Okay, the Allergies are here for real this time. The acacia pollen is so thick I can taste it in the back of my throat every time I breathe...that is, when I actually manage to draw a breath into my poor clogged-up lungs. Then there are the roses in front of the office, and in front of my house, so I have to hold my breath when I run between the car and the door...which struck me as funny today, since if I "Stop to Smell the Roses," I would spend the rest of the day in a sinusitic coma. I'm sleeping badly because I can't breathe very well, so I'm having all sorts of nightmares about being in close places or not being able to scream.
So in order to breathe, I have to take Sudafed to keep the passages open. Unfortunately, this medication also makes it difficult to sleep, being somewhat of a stimulant and also a diuretic, so I have to get up in the night to pee a lot. It also makes me very stupid...people talk to me and I don't really understand them, the phone confuses me, I can't find anything, and I feel like my whole head is about to float away. But I guess that's better than the pressure and pain that would come if I didn't take the pills...I flipped a coin, and Stupid won over Miserable.
Of course, being stupid just puts me on a more equal footing with my fellow man. It's rather pleasant to answer the phone and think that the caller's questions are perfectly reasonable. I have more sympathy with those people who get to the front of the line at the lunch counter without having any idea what they want to eat.

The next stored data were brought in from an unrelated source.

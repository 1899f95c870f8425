//! Run status poller: observe a run until it reaches a terminal state.

use std::thread;
use std::time::Duration;

use chrono::{SecondsFormat, Utc};

use crate::app::commands::collect;
use crate::app::console::Console;
use crate::app::context::AppContext;
use crate::domain::{CancelToken, MonitorOutcome, RunSnapshot, RunStatus};
use crate::ports::{Git, GitHub};

/// Options for monitoring a run.
#[derive(Debug, Clone)]
pub struct MonitorOptions {
    /// Delay between status polls.
    pub poll_interval: Duration,
    /// Caller-supplied stop signal, observed once per tick.
    pub cancel: CancelToken,
}

/// Execute the monitor command.
///
/// The loop tolerates any number of transient fetch failures and
/// non-terminal observations; it returns only on a `completed` snapshot or
/// cancellation. There is no overall timeout; bounding wall-clock time is
/// the caller's job, via the token.
pub fn execute<G: GitHub, V: Git>(
    ctx: &AppContext<G, V>,
    run_id: Option<u64>,
    options: &MonitorOptions,
) -> MonitorOutcome {
    let console = ctx.console();

    if ctx.github().check_installed().is_err() {
        console.error("GitHub CLI (gh) not found. Install it from https://cli.github.com/");
        return MonitorOutcome::failed(None);
    }
    if ctx.github().check_authenticated().is_err() {
        console.error("GitHub CLI is not authenticated. Run: gh auth login");
        return MonitorOutcome::failed(None);
    }

    let run_id = match run_id {
        Some(id) => id,
        None => match ctx.run_pointer().load() {
            Ok(id) => id,
            Err(err) => {
                console.error(&err.to_string());
                return MonitorOutcome::failed(None);
            }
        },
    };

    console.info(&format!(
        "Watching run {run_id} (polling every {}s)...",
        options.poll_interval.as_secs()
    ));

    let mut iteration: u64 = 0;
    let mut header_shown = false;

    loop {
        if options.cancel.is_cancelled() {
            console.warning(&format!("Monitoring of run {run_id} cancelled"));
            return MonitorOutcome::failed(None);
        }
        iteration += 1;
        let timestamp = Utc::now().to_rfc3339_opts(SecondsFormat::Secs, true);

        match ctx.github().run_snapshot(run_id) {
            Err(_) => {
                // Transient tool or network hiccup; keep polling.
                console.info(&format!("[{timestamp}] [{iteration}] Status unavailable, retrying..."));
            }
            Ok(snapshot) => {
                if !header_shown {
                    header_shown = true;
                    print_header(console, &snapshot);
                }
                match &snapshot.status {
                    RunStatus::Queued => {
                        console.info(&format!("[{timestamp}] [{iteration}] Status: queued..."));
                    }
                    RunStatus::InProgress => {
                        console
                            .info(&format!("[{timestamp}] [{iteration}] Status: in progress..."));
                    }
                    RunStatus::Other(status) => {
                        console.info(&format!("[{timestamp}] [{iteration}] Status: {status}"));
                    }
                    RunStatus::Completed => {
                        return finish(ctx, run_id, &snapshot, &timestamp, iteration);
                    }
                }
            }
        }

        thread::sleep(options.poll_interval);
    }
}

fn print_header(console: &Console, snapshot: &RunSnapshot) {
    console.info(&format!("Workflow: {}", label(&snapshot.workflow_name)));
    console.info(&format!("Branch: {}", label(&snapshot.head_branch)));
    console.info(&format!("Event: {}", label(&snapshot.event)));
    if let Some(url) = &snapshot.url {
        console.info(&format!("URL: {url}"));
    }
}

fn finish<G: GitHub, V: Git>(
    ctx: &AppContext<G, V>,
    run_id: u64,
    snapshot: &RunSnapshot,
    timestamp: &str,
    iteration: u64,
) -> MonitorOutcome {
    let console = ctx.console();

    if snapshot.is_success() {
        console.info(&format!("[{timestamp}] [{iteration}] Status: completed - success"));
        banner(console, "Workflow run succeeded", false);
        return MonitorOutcome::succeeded();
    }

    let conclusion = match &snapshot.conclusion {
        Some(conclusion) => conclusion.to_string(),
        None => "unknown".to_string(),
    };
    console.error(&format!("[{timestamp}] [{iteration}] Status: completed - {conclusion}"));
    banner(console, "Workflow run failed", true);

    let report = collect::execute(ctx, run_id);
    match &report {
        Some(path) => console.info(&format!("Failure report saved to {}", path.display())),
        None => console.warning("No failure report could be collected"),
    }
    MonitorOutcome::failed(report)
}

fn banner(console: &Console, message: &str, failed: bool) {
    let rule = "=".repeat(42);
    if failed {
        console.error(&rule);
        console.error(&format!("  {message}"));
        console.error(&rule);
    } else {
        console.info(&rule);
        console.info(&format!("  {message}"));
        console.info(&rule);
    }
}

fn label(value: &Option<String>) -> &str {
    value.as_deref().unwrap_or("Unknown")
}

I feel a great kinship with those people who drift across three lanes of traffic without using their turn signals (I am only driving the three miles to and from the office while medicated, and it takes every ounce of concentration I have). Even TV ads make sense now.
On the plus side, either the light-headedness or the clogged-lungedness is keeping my appetite supressed, particularly my appetite for sweets. I just gave my coworker some chocolates from my bottom-drawer stash, and felt absolutely no compunction to eat any of them myself. I barely ate my dinner last night, and didn't want any cookies at the meeting later. When I was at the store, I walked by the Jelly Belly display and didn't even slow my stride. Maybe if this goes on for a while, I might just get out of the candy habit...so this might be a sterling weight-loss opportunity in disguise.
On a completely unrelated topic, my hair looks great! I just started using a new leave-in conditioner, Aussie brand, and my hair is so manageable and silky!
Hey, maybe I can be stupid and thin and pretty! This allergy thing might not be as bad as I thought it was...I may even go back to being blond, just to make a complete package!